## EXERCISE REQUIREMENTS
Go through the following data and transcribe exactly the stretch of lines from the one holding "#[derive(Debug, Clone, Copy, Default, PartialEq, Eq)]" to the one holding "a node that", both included.

## DATA RECORDS
==*==

//! Hydronet Runtime.
//!
//! This crate provides the execution engine for hydrological networks. It
//! simulates a network of elements (model instances) and nodes (junctions
//! and gauges) over a discrete time horizon, running whatever the topology
//! allows in parallel while producing the same results as a purely
//! sequential run.
//!
//! # Architecture
//!
//! The runtime is organized into several modules:
//!
//! - [`network`] - Devices, connection registries, and the [`Network`] table
//! - [`dag`] - Dependency graph, step ordering, and parallelisability analysis
//! - [`executor`] - Scheduler queue, worker pool, and the [`Simulator`]
//! - [`models`] - Reference models for harnesses and benches
//! - [`error`] - Error types for runtime failures
//!
//! # Execution Model
//!
//! Each run proceeds in three phases:
//!
//! 1. **Prepare** - Build or reuse the graph, partition, and queue
//! 2. **Parallel** - Workers process devices over the whole window as soon as
//!    their same-step dependencies are done
//! 3. **Sequential** - Devices that receive fresh same-step values are
//!    stepped one index at a time on the calling thread
//!
//! # Example
//!
//! ```ignore
//! use hydronet_runtime::{Element, Network, Node, RunConfig, Simulator};
//! use hydronet_runtime::models::LinearStorage;
//!
//! let mut network = Network::new(365);
//! network.add_node(Node::new("gauge", 365))?;
//! network.add_element(Element::new("land", LinearStorage::new(0.3)).outlet("gauge"))?;
//!
//! let mut simulator = Simulator::new(RunConfig::auto());
//! simulator.simulate(&mut network)?;
//! ```

pub mod dag;
pub mod error;
pub mod executor;
pub mod models;
pub mod network;

pub use dag::{NetworkGraph, Partition, analyze, step_order};
pub use error::{Error, ModelError, Result};
pub use executor::{
    ExecutionPlan, QueueDiscipline, RunConfig, RunReport, SchedulerQueue, Simulator,
    run_parallel, run_sequential,
};
pub use hydronet_foundation::{DeployMode, Device, DeviceKind, ElementId, IndexWindow, NodeId};
pub use network::{Connections, Element, Model, Network, Node, Role, Sequences};
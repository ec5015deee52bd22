//! Simulation index windows.

use std::ops::Range;

use serde::{Deserialize, Serialize};

/// Half-open range `[start, end)` of time-step indices.
#[derive(Debug, Clone, Copy, PartialEq, Eq, Hash, Default, Serialize, Deserialize)]
pub struct IndexWindow {
    pub start: usize,
    pub end: usize,
}

impl IndexWindow {
    pub fn new(start: usize, end: usize) -> Self {
        Self { start, end }
    }

    /// Window covering a whole horizon of `len` steps.
    pub fn full(len: usize) -> Self {
        Self { start: 0, end: len }
    }

    pub fn len(&self) -> usize {
        self.end.saturating_sub(self.start)
    }

    pub fn is_empty(&self) -> bool {
        self.end <= self.start
    }

    pub fn range(&self) -> Range<usize> {
        self.start..self.end
    }

    /// Single-step window starting at `index`.
    pub fn step(index: usize) -> Self {
        Self {
            start: index,
            end: index + 1,
        }
    }

    /// Whether the window lies within a horizon of `len` steps.
    pub fn fits(&self, len: usize) -> bool {
        self.start <= self.end && self.end <= len
    }
}

impl From<Range<usize>> for IndexWindow {
    fn from(range: Range<usize>) -> Self {
        Self {
            start: range.start,
            end: range.end,
        }
    }
}
//! Sequential stepping on the calling thread.

use std::time::Instant;

use hydronet_foundation::{Device, IndexWindow};
use tracing::{debug, instrument};

use super::work;
use crate::error::Result;
use crate::network::Network;

/// Step `order` through `window` one index at a time.
///
/// For every step, each device runs over `[t, t + 1)` in the given order, so
/// a receiver sees values its upstream devices produced in the same step.
#[instrument(skip_all, name = "sequential", fields(devices = order.len(), start = window.start, end = window.end))]
pub fn run_sequential(network: &Network, order: &[Device], window: IndexWindow) -> Result<()> {
    if order.is_empty() {
        return Ok(());
    }
    let started = Instant::now();
    for t in window.range() {
        let step = IndexWindow::step(t);
        for device in order {
            work::process(network, device, step)?;
        }
    }
    debug!(elapsed = ?started.elapsed(), "sequential stepping finished");
    Ok(())
}
//! Parallelisability analysis.

use std::collections::BTreeSet;
use std::fmt;

use hydronet_foundation::{Device, NodeId};

use super::builder::NetworkGraph;
use crate::network::Role;

/// Split of a network into a parallel and a sequential part.
///
/// Every device lands in exactly one of `parallel`, `sequential`, or (nodes
/// only) `transition`. Transition nodes sit on the border: they are fed by
/// parallel elements and read by sequential ones, or the other way round.
#[derive(Debug, Clone, Default, PartialEq, Eq)]
pub struct Partition {
    parallel: BTreeSet<Device>,
    sequential: BTreeSet<Device>,
    transition: BTreeSet<NodeId>,
    parallel_view: BTreeSet<Device>,
    sequential_view: BTreeSet<Device>,
}

impl Partition {
    /// Devices that may run time-chunked in the worker pool.
    pub fn parallel(&self) -> &BTreeSet<Device> {
        &self.parallel
    }

    /// Devices that must step through time one index at a time.
    pub fn sequential(&self) -> &BTreeSet<Device> {
        &self.sequential
    }

    /// Nodes connected to both parts.
    pub fn transition(&self) -> &BTreeSet<NodeId> {
        &self.transition
    }

    /// What the worker pool processes: the parallel part plus the
    /// transition nodes fed only by parallel elements.
    pub fn parallel_view(&self) -> &BTreeSet<Device> {
        &self.parallel_view
    }

    /// What sequential stepping processes: everything outside the parallel
    /// view.
    pub fn sequential_view(&self) -> &BTreeSet<Device> {
        &self.sequential_view
    }

    pub fn is_parallel(&self, device: &Device) -> bool {
        self.parallel_view.contains(device)
    }

    pub fn summary(&self) -> PartitionSummary {
        let count = |set: &BTreeSet<Device>, node: bool| {
            set.iter().filter(|d| d.is_node() == node).count()
        };
        PartitionSummary {
            parallel_elements: count(&self.parallel, false),
            parallel_nodes: count(&self.parallel, true),
            sequential_elements: count(&self.sequential, false),
            sequential_nodes: count(&self.sequential, true),
            transition_nodes: self.transition.len(),
        }
    }
}

/// Device counts per part, for logging and reports.
#[derive(Debug, Clone, Copy, Default, PartialEq, Eq)]
pub struct PartitionSummary {
    pub parallel_elements: usize,
    pub parallel_nodes: usize,
    pub sequential_elements: usize,
    pub sequential_nodes: usize,
    pub transition_nodes: usize,
}

impl fmt::Display for PartitionSummary {
    fn fmt(&self, f: &mut fmt::Formatter<'_>) -> fmt::Result {
        write!(
            f,
            "parallel {}e/{}n, sequential {}e/{}n, transition {}n",
            self.parallel_elements,
            self.parallel_nodes,
            self.sequential_elements,
            self.sequential_nodes,
            self.transition_nodes
        )
    }
}

/// Decide which devices of `graph` may run in parallel.
///
/// An element must step sequentially when it receives from a node that
/// forwards freshly simulated values: it needs that node's value for the
/// current step before it can compute the step. All elements downstream of
/// such an element inherit the restriction. Everything else is parallel.
///
/// Nodes follow the elements they touch: a node linked only to parallel
/// elements is parallel, a node linked to both parts is a transition node,
/// and any other node (including unconnected ones) is sequential.
pub fn analyze(graph: &NetworkGraph) -> Partition {
    let mut sequential_elements = BTreeSet::new();
    for element in graph.elements() {
        let receives_fresh = graph.predecessors(element).any(|(node, role)| {
            role == Role::Receiver
                && graph
                    .deploy_mode(node)
                    .is_some_and(|mode| mode.forwards_fresh())
        });
        if receives_fresh && sequential_elements.insert(element.clone()) {
            sequential_elements.extend(
                graph
                    .descendants(element)
                    .into_iter()
                    .filter(Device::is_element),
            );
        }
    }

    let mut partition = Partition::default();
    for element in graph.elements() {
        if sequential_elements.contains(element) {
            partition.sequential.insert(element.clone());
        } else {
            partition.parallel.insert(element.clone());
        }
    }

    for node in graph.nodes() {
        let (mut touches_parallel, mut touches_sequential) = (false, false);
        for (neighbor, _) in graph.predecessors(node).chain(graph.successors(node)) {
            if sequential_elements.contains(neighbor) {
                touches_sequential = true;
            } else {
                touches_parallel = true;
            }
        }
        match (touches_parallel, touches_sequential, node.as_node()) {
            (true, true, Some(id)) => {
                partition.transition.insert(id.clone());
            }
            (true, false, _) => {
                partition.parallel.insert(node.clone());
            }
            _ => {
                partition.sequential.insert(node.clone());
            }
        }
    }

    partition.parallel_view = partition.parallel.clone();
    partition.sequential_view = partition.sequential.clone();
    for id in &partition.transition {
        let node = Device::Node(id.clone());
        let fed_in_parallel = graph
            .predecessors(&node)
            .all(|(entry, _)| partition.parallel.contains(entry));
        if fed_in_parallel {
            partition.parallel_view.insert(node);
        } else {
            partition.sequential_view.insert(node);
        }
    }

    partition
}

==*==

## SOLUTION BELOW
#[derive(Debug, Clone, Copy, Default, PartialEq, Eq)]
pub struct PartitionSummary {
    pub parallel_elements: usize,
    pub parallel_nodes: usize,
    pub sequential_elements: usize,
    pub sequential_nodes: usize,
    pub transition_nodes: usize,
}

impl fmt::Display for PartitionSummary {
    fn fmt(&self, f: &mut fmt::Formatter<'_>) -> fmt::Result {
        write!(
            f,
            "parallel {}e/{}n, sequential {}e/{}n, transition {}n",
            self.parallel_elements,
            self.parallel_nodes,
            self.sequential_elements,
            self.sequential_nodes,
            self.transition_nodes
        )
    }
}

/// Decide which devices of `graph` may run in parallel.
///
/// An element must step sequentially when it receives from a node that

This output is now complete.